On ne peut méditer sur le Magnificat sans quelque pensée pour le Cantique d'Anne, mère de Samuel (1 S, 2, 1-10). Marie la juive s'inspire de ce psaume, au point que son chant est une libre récitation de la louange ancienne. Aux deux femmes, Dieu a annoncé un enfant ; elles élèvent un hymne de joie, saluant la miséricorde du Dieu qui exalte les petits et disperse les forts. Et pourtant ces deux prières si proches n'ont pas le même éclairage : la grâce de Dieu a pris chez Marie un autre visage.
Anne est stérile : déshonneur et souffrance. Elle implore la pitié de Dieu, lui offrant le fils qu'elle n'a pas encore. La voilà mère : telle est la grâce ancienne. Samuel est consacré : telle la piété de ce temps-là. Marie est fiancée à Joseph. L'heure n'est pas venue d'enfanter.
Elle ne connaît ni l'impatience, ni l'angoisse, ni la déception. Elle tient déjà son bonheur ; il est dans sa vie modeste, dans l'honneur prochain d'appartenir à la maison de David. Tout vient en son temps et il est des temps pour tout, comme dit la sagesse juive. Marie de Nazareth est dans le temps des promesses. Aussi l'ange la jette-t-il dans un grand trouble. Telle est la grâce nouvelle : un événement surprenant, provocateur, qui disloque l'ordre des jours et renverse un programme de vie et une pensée sage.

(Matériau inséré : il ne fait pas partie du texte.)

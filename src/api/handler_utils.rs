use std::fmt;

use axum::http::StatusCode;
use axum::Json;
use serde::Serialize;
use serde_json::{json, Value};
use tracing::error;

use crate::api::error::ErrorKind;
use crate::edit::EditError;

pub type ApiObject<T> = (StatusCode, Json<T>);

const VALIDATION_ERROR_CODE: &str = "validation_error";
const INTERNAL_ERROR_CODE: &str = "internal_error";

/// Every failed call answers with this body, so clients can branch on
/// `error_code` without parsing `error`.
#[derive(Debug, Clone, Serialize)]
struct ErrorBody {
    ok: bool,
    error: String,
    error_kind: ErrorKind,
    error_code: &'static str,
}

fn error_body(
    status: StatusCode,
    kind: ErrorKind,
    code: &'static str,
    message: String,
) -> ApiObject<Value> {
    (
        status,
        into_json(ErrorBody {
            ok: false,
            error: message,
            error_kind: kind,
            error_code: code,
        }),
    )
}

pub fn map_edit_error(error: EditError) -> ApiObject<Value> {
    let (status, kind) = match &error {
        EditError::Validation(_) => (StatusCode::BAD_REQUEST, ErrorKind::Validation),
        EditError::Busy | EditError::EmptyHistory | EditError::Superseded => {
            (StatusCode::CONFLICT, ErrorKind::Conflict)
        }
        EditError::NothingToDownload => (StatusCode::NOT_FOUND, ErrorKind::Validation),
        EditError::RemoteEdit(_) => (StatusCode::BAD_GATEWAY, ErrorKind::Provider),
    };
    error_body(status, kind, error.code(), error.to_string())
}

/// Request shape problems caught before the orchestrator sees the request.
pub fn validation_error(message: impl Into<String>) -> ApiObject<Value> {
    error_body(
        StatusCode::BAD_REQUEST,
        ErrorKind::Validation,
        VALIDATION_ERROR_CODE,
        message.into(),
    )
}

/// Blocking-task failures. The detail goes to the log only.
pub fn task_failure(task: &'static str, cause: impl fmt::Display) -> ApiObject<Value> {
    error!(task, cause = %cause, "session task did not complete");
    error_body(
        StatusCode::INTERNAL_SERVER_ERROR,
        ErrorKind::Infra,
        INTERNAL_ERROR_CODE,
        String::from("Internal server error"),
    )
}

pub fn into_json(payload: impl Serialize) -> Json<Value> {
    match serde_json::to_value(payload) {
        Ok(value) => Json(value),
        Err(e) => {
            error!(error = %e, "response body failed to serialize");
            Json(json!({
                "ok": false,
                "error": "Internal server error",
                "error_kind": ErrorKind::Infra,
                "error_code": INTERNAL_ERROR_CODE,
            }))
        }
    }
}
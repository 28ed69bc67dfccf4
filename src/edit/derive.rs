use std::sync::Arc;

use crate::edit::asset::ImageAsset;

/// Turns the source image and the service's guidance into the new edited
/// artifact. This is where a real image-processing backend plugs in.
pub trait ArtifactDeriver: Send + Sync + 'static {
    fn derive_edited_artifact(&self, image: &ImageAsset, response_text: &str) -> ImageAsset;
}

pub type SharedArtifactDeriver = Arc<dyn ArtifactDeriver>;

/// The remote service returns text only, so the edited artifact is the
/// submitted image itself.
#[derive(Debug, Clone, Copy, Default)]
pub struct PassThroughDeriver;

impl ArtifactDeriver for PassThroughDeriver {
    fn derive_edited_artifact(&self, image: &ImageAsset, _response_text: &str) -> ImageAsset {
        image.clone()
    }
}
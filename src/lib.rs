pub mod api;
pub mod config;
pub mod edit;
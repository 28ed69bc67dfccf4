#[derive(Debug, Clone, Copy, PartialEq, Eq, Hash)]
pub enum EditPhase {
    Idle,
    Validating,
    Dispatching,
    Succeeded,
    Failed,
}

impl EditPhase {
    pub fn can_transition_to(self, next: Self) -> bool {
        use EditPhase::{Dispatching, Failed, Idle, Succeeded, Validating};

        matches!(
            (self, next),
            (Idle, Validating)
                | (Validating, Dispatching)
                | (Validating, Failed)
                | (Dispatching, Succeeded)
                | (Dispatching, Failed)
                | (Succeeded, Idle)
                | (Failed, Idle)
        )
    }

    pub fn as_str(self) -> &'static str {
        match self {
            Self::Idle => "idle",
            Self::Validating => "validating",
            Self::Dispatching => "dispatching",
            Self::Succeeded => "succeeded",
            Self::Failed => "failed",
        }
    }
}
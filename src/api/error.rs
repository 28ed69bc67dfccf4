use serde::Serialize;

#[derive(Debug, Clone, Copy, PartialEq, Eq, Hash, Serialize)]
#[serde(rename_all = "snake_case")]
pub enum ErrorKind {
    Validation,
    Conflict,
    Provider,
    Infra,
}
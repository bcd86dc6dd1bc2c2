//! Node kinds of a parsed JSON document.
//!
//! Documents are held as `serde_json::Value` (built with `preserve_order`, so
//! object keys iterate in document order). `Kind` is the tag the differ
//! compares before looking at anything else.

use serde::Serialize;
use serde_json::Value;
use std::fmt;

/// The kind of a JSON node. Every value has exactly one.
#[derive(Debug, Clone, Copy, PartialEq, Eq, Hash, Serialize)]
#[serde(rename_all = "lowercase")]
pub enum Kind {
    Object,
    Array,
    String,
    Number,
    Boolean,
    Null,
}

impl Kind {
    /// Classify a value.
    pub fn of(value: &Value) -> Self {
        match value {
            Value::Object(_) => Kind::Object,
            Value::Array(_) => Kind::Array,
            Value::String(_) => Kind::String,
            Value::Number(_) => Kind::Number,
            Value::Bool(_) => Kind::Boolean,
            Value::Null => Kind::Null,
        }
    }

    /// `true` for objects and arrays.
    pub fn is_container(self) -> bool {
        matches!(self, Kind::Object | Kind::Array)
    }

    /// Name used in type-mismatch messages.
    pub fn name(self) -> &'static str {
        match self {
            Kind::Object => "Object",
            Kind::Array => "Array",
            Kind::String => "String",
            Kind::Number => "Number",
            Kind::Boolean => "Boolean",
            Kind::Null => "Null",
        }
    }
}

impl fmt::Display for Kind {
    fn fmt(&self, f: &mut fmt::Formatter<'_>) -> fmt::Result {
        f.write_str(self.name())
    }
}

La grâce ici n'est plus réponse à une attente ; elle n'exauce pas un vœu, ne calme pas un tourment. Elle fait plutôt le contraire, portant l'angoisse, troublant la paix, déroutant un projet. Loin de combler une espérance, elle fait frôler le désespoir. L'ange n'amène-t-il pas le déshonneur, la répudiation, le reproche de toute la ville ? La première manifestation de Jésus a la forme d'une transgression. On ne saurait faire apprentissage plus précoce, et l'on ne s'étonnera pas que ce fils, à douze ans, se rebelle contre les usages établis et, à trente, entame un grand procès d'ironie avec les bonnes consciences de son temps.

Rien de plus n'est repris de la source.